(Stored entries)
====
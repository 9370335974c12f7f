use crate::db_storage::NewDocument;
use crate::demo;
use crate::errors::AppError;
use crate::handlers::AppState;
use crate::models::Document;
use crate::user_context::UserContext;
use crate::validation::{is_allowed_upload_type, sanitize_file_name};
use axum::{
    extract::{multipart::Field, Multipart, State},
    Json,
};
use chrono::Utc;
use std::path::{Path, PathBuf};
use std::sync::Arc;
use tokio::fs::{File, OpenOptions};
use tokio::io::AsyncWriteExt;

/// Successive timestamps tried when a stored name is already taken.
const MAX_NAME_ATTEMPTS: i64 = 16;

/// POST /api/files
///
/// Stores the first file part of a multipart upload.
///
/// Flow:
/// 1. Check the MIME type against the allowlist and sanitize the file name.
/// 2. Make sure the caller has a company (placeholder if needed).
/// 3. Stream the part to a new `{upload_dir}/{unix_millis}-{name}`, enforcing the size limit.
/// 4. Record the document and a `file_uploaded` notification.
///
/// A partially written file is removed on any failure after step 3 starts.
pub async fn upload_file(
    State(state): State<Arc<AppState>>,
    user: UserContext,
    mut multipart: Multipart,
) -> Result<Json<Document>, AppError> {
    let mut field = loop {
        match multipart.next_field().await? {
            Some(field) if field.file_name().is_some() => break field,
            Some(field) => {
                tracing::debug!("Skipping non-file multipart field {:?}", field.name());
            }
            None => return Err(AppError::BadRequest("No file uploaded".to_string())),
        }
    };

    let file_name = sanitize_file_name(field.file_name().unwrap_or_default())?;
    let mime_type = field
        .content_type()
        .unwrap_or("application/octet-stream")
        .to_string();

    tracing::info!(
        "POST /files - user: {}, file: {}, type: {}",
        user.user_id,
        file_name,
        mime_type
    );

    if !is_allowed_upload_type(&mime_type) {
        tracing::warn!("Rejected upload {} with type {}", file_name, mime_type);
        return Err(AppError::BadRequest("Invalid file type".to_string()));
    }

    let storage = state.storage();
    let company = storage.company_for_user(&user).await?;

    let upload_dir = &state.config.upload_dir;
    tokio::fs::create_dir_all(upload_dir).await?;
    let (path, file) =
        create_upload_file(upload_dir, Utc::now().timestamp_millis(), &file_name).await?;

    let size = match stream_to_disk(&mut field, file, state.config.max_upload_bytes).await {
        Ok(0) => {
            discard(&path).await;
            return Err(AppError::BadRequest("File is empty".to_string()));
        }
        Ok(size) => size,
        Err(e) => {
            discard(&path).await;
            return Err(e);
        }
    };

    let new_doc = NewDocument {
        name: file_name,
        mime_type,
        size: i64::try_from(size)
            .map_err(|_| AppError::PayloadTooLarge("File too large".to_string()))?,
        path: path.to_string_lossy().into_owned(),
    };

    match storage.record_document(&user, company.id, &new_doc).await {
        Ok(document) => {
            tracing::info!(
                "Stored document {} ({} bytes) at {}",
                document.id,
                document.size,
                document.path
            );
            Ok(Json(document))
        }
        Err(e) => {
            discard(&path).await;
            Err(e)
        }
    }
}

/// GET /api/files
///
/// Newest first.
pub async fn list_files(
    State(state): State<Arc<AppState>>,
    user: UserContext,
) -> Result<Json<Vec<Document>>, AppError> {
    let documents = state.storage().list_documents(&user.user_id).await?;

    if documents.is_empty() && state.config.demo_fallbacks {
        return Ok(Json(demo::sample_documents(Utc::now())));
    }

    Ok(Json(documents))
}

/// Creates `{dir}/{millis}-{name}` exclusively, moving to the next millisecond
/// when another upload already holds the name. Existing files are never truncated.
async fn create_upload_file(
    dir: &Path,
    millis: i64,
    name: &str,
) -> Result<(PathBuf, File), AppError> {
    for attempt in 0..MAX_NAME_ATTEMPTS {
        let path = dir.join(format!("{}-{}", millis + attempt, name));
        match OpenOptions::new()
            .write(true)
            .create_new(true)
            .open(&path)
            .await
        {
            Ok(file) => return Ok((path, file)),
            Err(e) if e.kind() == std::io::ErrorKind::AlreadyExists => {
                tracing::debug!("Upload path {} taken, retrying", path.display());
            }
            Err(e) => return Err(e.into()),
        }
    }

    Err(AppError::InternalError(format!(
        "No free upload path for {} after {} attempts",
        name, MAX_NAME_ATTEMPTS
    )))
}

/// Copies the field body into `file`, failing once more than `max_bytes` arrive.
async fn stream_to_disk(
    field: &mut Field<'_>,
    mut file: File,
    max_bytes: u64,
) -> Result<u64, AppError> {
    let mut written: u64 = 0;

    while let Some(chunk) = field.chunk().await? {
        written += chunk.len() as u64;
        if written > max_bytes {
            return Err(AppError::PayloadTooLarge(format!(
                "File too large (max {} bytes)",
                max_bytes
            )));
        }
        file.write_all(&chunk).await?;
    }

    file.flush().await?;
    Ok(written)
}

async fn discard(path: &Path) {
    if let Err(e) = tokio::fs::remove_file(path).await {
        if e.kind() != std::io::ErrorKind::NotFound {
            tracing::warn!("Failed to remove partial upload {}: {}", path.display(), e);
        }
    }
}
====
EXERCISE: Please transcribe the entries above exactly as written.

ANSWER BOX:
repository 9370335974c12f7f
use crate::db_storage::NewDocument;
use crate::demo;
use crate::errors::AppError;
use crate::handlers::AppState;
use crate::models::Document;
use crate::user_context::UserContext;
use crate::validation::{is_allowed_upload_type, sanitize_file_name};
use axum::{
    extract::{multipart::Field, Multipart, State},
    Json,
};
use chrono::Utc;
use std::path::{Path, PathBuf};
use std::sync::Arc;
use tokio::fs::{File, OpenOptions};
use tokio::io::AsyncWriteExt;

/// Successive timestamps tried when a stored name is already taken.
const MAX_NAME_ATTEMPTS: i64 = 16;

/// POST /api/files
///
/// Stores the first file part of a multipart upload.
///
/// Flow:
/// 1. Check the MIME type against the allowlist and sanitize the file name.
/// 2. Make sure the caller has a company (placeholder if needed).
/// 3. Stream the part to a new `{upload_dir}/{unix_millis}-{name}`, enforcing the size limit.
/// 4. Record the document and a `file_uploaded` notification.
///
/// A partially written file is removed on any failure after step 3 starts.
pub async fn upload_file(
    State(state): State<Arc<AppState>>,
    user: UserContext,
    mut multipart: Multipart,
) -> Result<Json<Document>, AppError> {
    let mut field = loop {
        match multipart.next_field().await? {
            Some(field) if field.file_name().is_some() => break field,
            Some(field) => {
                tracing::debug!("Skipping non-file multipart field {:?}", field.name());
            }
            None => return Err(AppError::BadRequest("No file uploaded".to_string())),
        }
    };

    let file_name = sanitize_file_name(field.file_name().unwrap_or_default())?;
    let mime_type = field
        .content_type()
        .unwrap_or("application/octet-stream")
        .to_string();

    tracing::info!(
        "POST /files - user: {}, file: {}, type: {}",
        user.user_id,
        file_name,
        mime_type
    );

    if !is_allowed_upload_type(&mime_type) {
        tracing::warn!("Rejected upload {} with type {}", file_name, mime_type);
        return Err(AppError::BadRequest("Invalid file type".to_string()));
    }

    let storage = state.storage();
    let company = storage.company_for_user(&user).await?;

    let upload_dir = &state.config.upload_dir;
    tokio::fs::create_dir_all(upload_dir).await?;
    let (path, file) =
        create_upload_file(upload_dir, Utc::now().timestamp_millis(), &file_name).await?;

    let size = match stream_to_disk(&mut field, file, state.config.max_upload_bytes).await {
        Ok(0) => {
            discard(&path).await;
            return Err(AppError::BadRequest("File is empty".to_string()));
        }
        Ok(size) => size,
        Err(e) => {
            discard(&path).await;
            return Err(e);
        }
    };

    let new_doc = NewDocument {
        name: file_name,
        mime_type,
        size: i64::try_from(size)
            .map_err(|_| AppError::PayloadTooLarge("File too large".to_string()))?,
        path: path.to_string_lossy().into_owned(),
    };

    match storage.record_document(&user, company.id, &new_doc).await {
        Ok(document) => {
            tracing::info!(
                "Stored document {} ({} bytes) at {}",
                document.id,
                document.size,
                document.path
            );
            Ok(Json(document))
        }
        Err(e) => {
            discard(&path).await;
            Err(e)
        }
    }
}

/// GET /api/files
///
/// Newest first.
pub async fn list_files(
    State(state): State<Arc<AppState>>,
    user: UserContext,
) -> Result<Json<Vec<Document>>, AppError> {
    let documents = state.storage().list_documents(&user.user_id).await?;

    if documents.is_empty() && state.config.demo_fallbacks {
        return Ok(Json(demo::sample_documents(Utc::now())));
    }

    Ok(Json(documents))
}

/// Creates `{dir}/{millis}-{name}` exclusively, moving to the next millisecond
/// when another upload already holds the name. Existing files are never truncated.
async fn create_upload_file(
    dir: &Path,
    millis: i64,
    name: &str,
) -> Result<(PathBuf, File), AppError> {
    for attempt in 0..MAX_NAME_ATTEMPTS {
        let path = dir.join(format!("{}-{}", millis + attempt, name));
        match OpenOptions::new()
            .write(true)
            .create_new(true)
            .open(&path)
            .await
        {
            Ok(file) => return Ok((path, file)),
            Err(e) if e.kind() == std::io::ErrorKind::AlreadyExists => {
                tracing::debug!("Upload path {} taken, retrying", path.display());
            }
            Err(e) => return Err(e.into()),
        }
    }

    Err(AppError::InternalError(format!(
        "No free upload path for {} after {} attempts",
        name, MAX_NAME_ATTEMPTS
    )))
}

/// Copies the field body into `file`, failing once more than `max_bytes` arrive.
async fn stream_to_disk(
    field: &mut Field<'_>,
    mut file: File,
    max_bytes: u64,
) -> Result<u64, AppError> {
    let mut written: u64 = 0;

    while let Some(chunk) = field.chunk().await? {
        written += chunk.len() as u64;
        if written > max_bytes {
            return Err(AppError::PayloadTooLarge(format!(
                "File too large (max {} bytes)",
                max_bytes
            )));
        }
        file.write_all(&chunk).await?;
    }

    file.flush().await?;
    Ok(written)
}

async fn discard(path: &Path) {
    if let Err(e) = tokio::fs::remove_file(path).await {
        if e.kind() != std::io::ErrorKind::NotFound {
            tracing::warn!("Failed to remove partial upload {}: {}", path.display(), e);
        }
    }
}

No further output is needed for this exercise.